The exercise, which will take place June 23, is held every three years, per Federal Aviation Administration requirements.

According to the FAA, the full-scale exercise is the “most comprehensive test and is intended to evaluate the operational capability of the emergency management system in a stress environment with actual mobilization and deployment to demonstrate coordination and response capability.”

Duane DuRay, airport manager at Sawyer International Airport, said that going through the full-scale simulation exercise will help ensure that the airport’s airport emergency plan is “current and efficient in handling an aircraft incident or accident.”

Per FAA regulations, the full-scale exercise will activate the airport’s full airport emergency plan and emergency operations center, DuRay said.

According to the FAA, an airport emergency plan consists of “essential emergency related and deliberate actions planned to ensure the safety of and emergency services for the airport populace and the community in which the airport is located,” and performing this full-scale exercise ensures personnel who have duties and responsibilities under the airport emergency plan are properly trained and familiar with their assignments under the plan.

The full-scale exercise will involve all personnel who would respond to an accident or incident at the airport.

“We are doing this in conjunction with a handful of other entities,” DuRay said, noting that personnel from the airport, airlines, hospital, law enforcement agencies, central dispatch, and mutual aid agencies, such as Forsyth Township Volunteer Department, will be involved in the exercise.

This year, the exercise will be done with a shell of a 50-seat airplane located at the airport. This airplane shell will provide responders with a realistic setting for the exercise, DuRay said.
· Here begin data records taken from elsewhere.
pub(super) const MIN_SPLIT_RATIO: f64 = 0.05;
pub(super) const MAX_SPLIT_RATIO: f64 = 0.95;
pub(super) const MAX_SAMPLE_RETRIES: u32 = 16;
pub(super) const MAX_RETRY_BACKOFF_MS: u64 = 10_000;

pub(super) fn clamp_sample_retries(value: u32) -> u32 {
    value.min(MAX_SAMPLE_RETRIES)
}

pub(super) fn clamp_retry_backoff(value: u64) -> u64 {
    value.min(MAX_RETRY_BACKOFF_MS)
}

pub(super) fn default_seed() -> u64 {
    1337
}

pub(super) fn default_split_ratio() -> f64 {
    0.8
}

pub(super) fn default_max_sample_retries() -> u32 {
    3
}

pub(super) fn default_retry_backoff_ms() -> u64 {
    25
}
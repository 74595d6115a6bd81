use std::{
    path::PathBuf,
    sync::{Mutex, OnceLock},
};

use mregion::app_dirs::CONFIG_HOME_ENV;

static ENV_LOCK: OnceLock<Mutex<()>> = OnceLock::new();

pub struct MregionEnvGuard {
    previous: Option<String>,
    _lock: std::sync::MutexGuard<'static, ()>,
}

impl MregionEnvGuard {
    pub fn set_config_home(path: PathBuf) -> Self {
        let lock = ENV_LOCK
            .get_or_init(|| Mutex::new(()))
            .lock()
            .unwrap_or_else(|err| err.into_inner());
        let previous = std::env::var(CONFIG_HOME_ENV).ok();
        // SAFETY: tests run under a global lock to prevent concurrent env mutations.
        unsafe {
            std::env::set_var(CONFIG_HOME_ENV, path);
        }
        Self {
            previous,
            _lock: lock,
        }
    }
}

impl Drop for MregionEnvGuard {
    fn drop(&mut self) {
        if let Some(value) = self.previous.take() {
            // SAFETY: tests run under a global lock to prevent concurrent env mutations.
            unsafe {
                std::env::set_var(CONFIG_HOME_ENV, value);
            }
        } else {
            // SAFETY: tests run under a global lock to prevent concurrent env mutations.
            unsafe {
                std::env::remove_var(CONFIG_HOME_ENV);
            }
        }
    }
}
“We’re going to incorporate the aircraft that we have on-site for training,” DuRay said at an April 3 meeting of the Marquette County Board of Commissioners. “So, it’s going to be a lot more realistic when mutual aid comes out to participate in it, because they’re not going to be working out of a bus or a simulated aircraft accident, or simulated aircraft, they’re actually going to be able to do training in the actual airplane with seats, and they’re going to be able to see what it is like to go inside an aircraft to rescue people.”

The group will run through the simulated disaster and get a critique on the exercise from an independent outside agency, which will provide feedback and give insight into areas of the emergency response that could be improved.

The exercise is slated to “take up the vast majority of the day” DuRay said, noting that the group will run through the full-scale disaster simulation twice on June 23.

“This year, we’re planning on having an initial drill, coming back, doing a critique and going out one more time immediately after the critique to see if we can correct on those areas,” DuRay said at the April 3 meeting.

This will allow personnel to get immediate feedback and correct any issues discovered in the first simulation on the same day, with another opportunity for feedback after the second full-scale exercise is done.

DuRay said this approach will allow them to go back through the exercise with corrected actions while the feedback remains fresh in the minds of responders and personnel.

“If everything goes as planned, we will walk away with better equipped to respond to a real-life incident or accident,” DuRay said of the exercise.